Exercise: Exactly and without additions, transcribe the line that contains "let typing = TypingEvent::anchored_to(1, &message, 4.0);" and every line after it in the data.

Given records Start Marker

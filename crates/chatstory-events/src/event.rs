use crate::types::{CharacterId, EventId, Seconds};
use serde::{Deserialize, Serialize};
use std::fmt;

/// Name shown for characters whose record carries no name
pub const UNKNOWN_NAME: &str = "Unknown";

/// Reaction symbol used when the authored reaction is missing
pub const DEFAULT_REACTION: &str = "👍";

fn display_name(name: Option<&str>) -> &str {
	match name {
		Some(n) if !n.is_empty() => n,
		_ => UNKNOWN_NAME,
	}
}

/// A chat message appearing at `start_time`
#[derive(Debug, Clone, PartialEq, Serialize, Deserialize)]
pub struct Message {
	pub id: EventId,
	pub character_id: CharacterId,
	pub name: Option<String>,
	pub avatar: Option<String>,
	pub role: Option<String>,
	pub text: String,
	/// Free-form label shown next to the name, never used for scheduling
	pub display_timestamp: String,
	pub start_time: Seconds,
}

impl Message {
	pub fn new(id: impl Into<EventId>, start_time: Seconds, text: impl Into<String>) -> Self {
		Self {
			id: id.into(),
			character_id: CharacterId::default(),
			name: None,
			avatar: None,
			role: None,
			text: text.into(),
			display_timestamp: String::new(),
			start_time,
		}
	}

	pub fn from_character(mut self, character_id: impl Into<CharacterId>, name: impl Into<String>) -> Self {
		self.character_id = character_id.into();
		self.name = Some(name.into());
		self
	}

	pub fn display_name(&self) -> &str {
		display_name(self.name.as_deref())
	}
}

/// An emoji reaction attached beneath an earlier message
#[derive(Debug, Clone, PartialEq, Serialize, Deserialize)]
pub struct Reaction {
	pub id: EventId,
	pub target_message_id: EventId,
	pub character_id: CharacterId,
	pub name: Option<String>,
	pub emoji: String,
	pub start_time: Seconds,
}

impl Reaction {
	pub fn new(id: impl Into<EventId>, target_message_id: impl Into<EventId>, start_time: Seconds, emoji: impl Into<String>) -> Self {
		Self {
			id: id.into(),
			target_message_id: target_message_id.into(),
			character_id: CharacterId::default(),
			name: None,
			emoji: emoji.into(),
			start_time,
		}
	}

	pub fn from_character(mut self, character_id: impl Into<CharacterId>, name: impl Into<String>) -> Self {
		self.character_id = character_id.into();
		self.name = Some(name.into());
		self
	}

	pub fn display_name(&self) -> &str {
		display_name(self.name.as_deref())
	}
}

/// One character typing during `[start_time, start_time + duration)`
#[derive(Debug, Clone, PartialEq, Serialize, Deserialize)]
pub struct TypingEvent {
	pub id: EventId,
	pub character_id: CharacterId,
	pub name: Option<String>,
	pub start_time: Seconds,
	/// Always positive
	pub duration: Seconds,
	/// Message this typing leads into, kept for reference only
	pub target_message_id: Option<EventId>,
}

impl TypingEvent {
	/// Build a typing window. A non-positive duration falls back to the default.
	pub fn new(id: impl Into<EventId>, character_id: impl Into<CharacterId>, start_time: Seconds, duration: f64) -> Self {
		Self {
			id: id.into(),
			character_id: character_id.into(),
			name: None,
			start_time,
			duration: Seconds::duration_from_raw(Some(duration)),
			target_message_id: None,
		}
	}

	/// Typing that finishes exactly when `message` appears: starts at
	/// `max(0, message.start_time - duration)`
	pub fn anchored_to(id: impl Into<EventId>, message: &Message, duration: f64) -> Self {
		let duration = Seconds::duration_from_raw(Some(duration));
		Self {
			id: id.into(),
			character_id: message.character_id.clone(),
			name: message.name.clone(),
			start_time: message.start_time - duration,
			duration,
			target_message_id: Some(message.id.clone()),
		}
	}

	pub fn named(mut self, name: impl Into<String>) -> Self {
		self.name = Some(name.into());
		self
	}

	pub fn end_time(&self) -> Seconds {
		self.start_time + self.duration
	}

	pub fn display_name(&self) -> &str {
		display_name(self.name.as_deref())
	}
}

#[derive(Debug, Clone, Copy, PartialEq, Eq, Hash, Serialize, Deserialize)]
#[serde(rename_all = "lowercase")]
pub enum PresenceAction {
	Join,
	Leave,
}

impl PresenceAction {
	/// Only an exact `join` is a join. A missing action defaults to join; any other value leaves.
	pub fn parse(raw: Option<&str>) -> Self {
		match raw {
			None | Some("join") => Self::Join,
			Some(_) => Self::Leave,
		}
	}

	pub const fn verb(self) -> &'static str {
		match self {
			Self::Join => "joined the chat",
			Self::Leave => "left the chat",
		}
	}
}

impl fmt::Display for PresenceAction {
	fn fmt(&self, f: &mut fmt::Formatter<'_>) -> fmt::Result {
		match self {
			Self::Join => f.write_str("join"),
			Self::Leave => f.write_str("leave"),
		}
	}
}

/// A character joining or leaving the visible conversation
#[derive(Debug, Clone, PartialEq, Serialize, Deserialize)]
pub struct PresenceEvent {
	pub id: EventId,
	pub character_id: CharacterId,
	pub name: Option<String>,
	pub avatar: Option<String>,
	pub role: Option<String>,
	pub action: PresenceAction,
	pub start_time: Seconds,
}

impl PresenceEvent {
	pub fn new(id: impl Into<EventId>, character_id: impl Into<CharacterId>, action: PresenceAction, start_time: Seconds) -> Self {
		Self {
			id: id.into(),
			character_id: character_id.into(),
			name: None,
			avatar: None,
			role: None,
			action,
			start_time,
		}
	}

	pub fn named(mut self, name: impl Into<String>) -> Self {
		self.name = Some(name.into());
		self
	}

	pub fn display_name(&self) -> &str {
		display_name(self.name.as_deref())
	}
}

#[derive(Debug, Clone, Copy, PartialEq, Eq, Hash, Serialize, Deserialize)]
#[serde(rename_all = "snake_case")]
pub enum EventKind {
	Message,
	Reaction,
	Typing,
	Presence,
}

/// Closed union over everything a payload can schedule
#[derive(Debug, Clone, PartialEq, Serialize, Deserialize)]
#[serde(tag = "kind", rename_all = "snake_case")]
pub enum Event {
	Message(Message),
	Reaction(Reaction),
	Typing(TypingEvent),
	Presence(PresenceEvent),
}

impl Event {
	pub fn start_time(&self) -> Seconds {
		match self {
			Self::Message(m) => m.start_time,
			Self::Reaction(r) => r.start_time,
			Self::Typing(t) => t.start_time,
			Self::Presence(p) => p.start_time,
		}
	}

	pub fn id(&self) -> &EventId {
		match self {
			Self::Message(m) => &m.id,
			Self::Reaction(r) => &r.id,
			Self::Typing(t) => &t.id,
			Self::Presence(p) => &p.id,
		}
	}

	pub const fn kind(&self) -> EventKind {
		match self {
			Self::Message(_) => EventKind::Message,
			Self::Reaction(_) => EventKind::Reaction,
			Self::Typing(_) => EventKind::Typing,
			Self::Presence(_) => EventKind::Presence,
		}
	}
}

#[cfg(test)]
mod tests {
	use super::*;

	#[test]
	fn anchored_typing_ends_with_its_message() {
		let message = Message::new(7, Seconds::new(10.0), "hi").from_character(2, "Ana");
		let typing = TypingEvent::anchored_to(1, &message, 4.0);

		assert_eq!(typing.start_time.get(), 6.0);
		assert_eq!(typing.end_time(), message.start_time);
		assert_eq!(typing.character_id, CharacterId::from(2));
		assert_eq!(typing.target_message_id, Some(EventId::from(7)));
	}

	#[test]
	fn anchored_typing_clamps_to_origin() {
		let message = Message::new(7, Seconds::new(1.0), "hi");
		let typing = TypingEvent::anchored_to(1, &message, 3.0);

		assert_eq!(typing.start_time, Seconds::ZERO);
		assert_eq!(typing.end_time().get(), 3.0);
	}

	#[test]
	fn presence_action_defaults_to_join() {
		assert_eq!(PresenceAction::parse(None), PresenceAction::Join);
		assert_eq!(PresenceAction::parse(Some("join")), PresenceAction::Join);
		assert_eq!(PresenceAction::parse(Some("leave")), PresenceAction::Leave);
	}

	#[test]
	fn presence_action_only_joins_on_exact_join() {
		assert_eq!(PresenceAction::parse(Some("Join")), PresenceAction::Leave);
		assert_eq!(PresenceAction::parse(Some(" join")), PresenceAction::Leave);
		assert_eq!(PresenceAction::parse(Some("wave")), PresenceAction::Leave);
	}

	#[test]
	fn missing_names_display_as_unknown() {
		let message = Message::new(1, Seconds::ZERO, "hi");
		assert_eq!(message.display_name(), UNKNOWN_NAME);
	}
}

Given records End Marker

Result for this task:
		let typing = TypingEvent::anchored_to(1, &message, 4.0);

		assert_eq!(typing.start_time.get(), 6.0);
		assert_eq!(typing.end_time(), message.start_time);
		assert_eq!(typing.character_id, CharacterId::from(2));
		assert_eq!(typing.target_message_id, Some(EventId::from(7)));
	}

	#[test]
	fn anchored_typing_clamps_to_origin() {
		let message = Message::new(7, Seconds::new(1.0), "hi");
		let typing = TypingEvent::anchored_to(1, &message, 3.0);

		assert_eq!(typing.start_time, Seconds::ZERO);
		assert_eq!(typing.end_time().get(), 3.0);
	}

	#[test]
	fn presence_action_defaults_to_join() {
		assert_eq!(PresenceAction::parse(None), PresenceAction::Join);
		assert_eq!(PresenceAction::parse(Some("join")), PresenceAction::Join);
		assert_eq!(PresenceAction::parse(Some("leave")), PresenceAction::Leave);
	}

	#[test]
	fn presence_action_only_joins_on_exact_join() {
		assert_eq!(PresenceAction::parse(Some("Join")), PresenceAction::Leave);
		assert_eq!(PresenceAction::parse(Some(" join")), PresenceAction::Leave);
		assert_eq!(PresenceAction::parse(Some("wave")), PresenceAction::Leave);
	}

	#[test]
	fn missing_names_display_as_unknown() {
		let message = Message::new(1, Seconds::ZERO, "hi");
		assert_eq!(message.display_name(), UNKNOWN_NAME);
	}
}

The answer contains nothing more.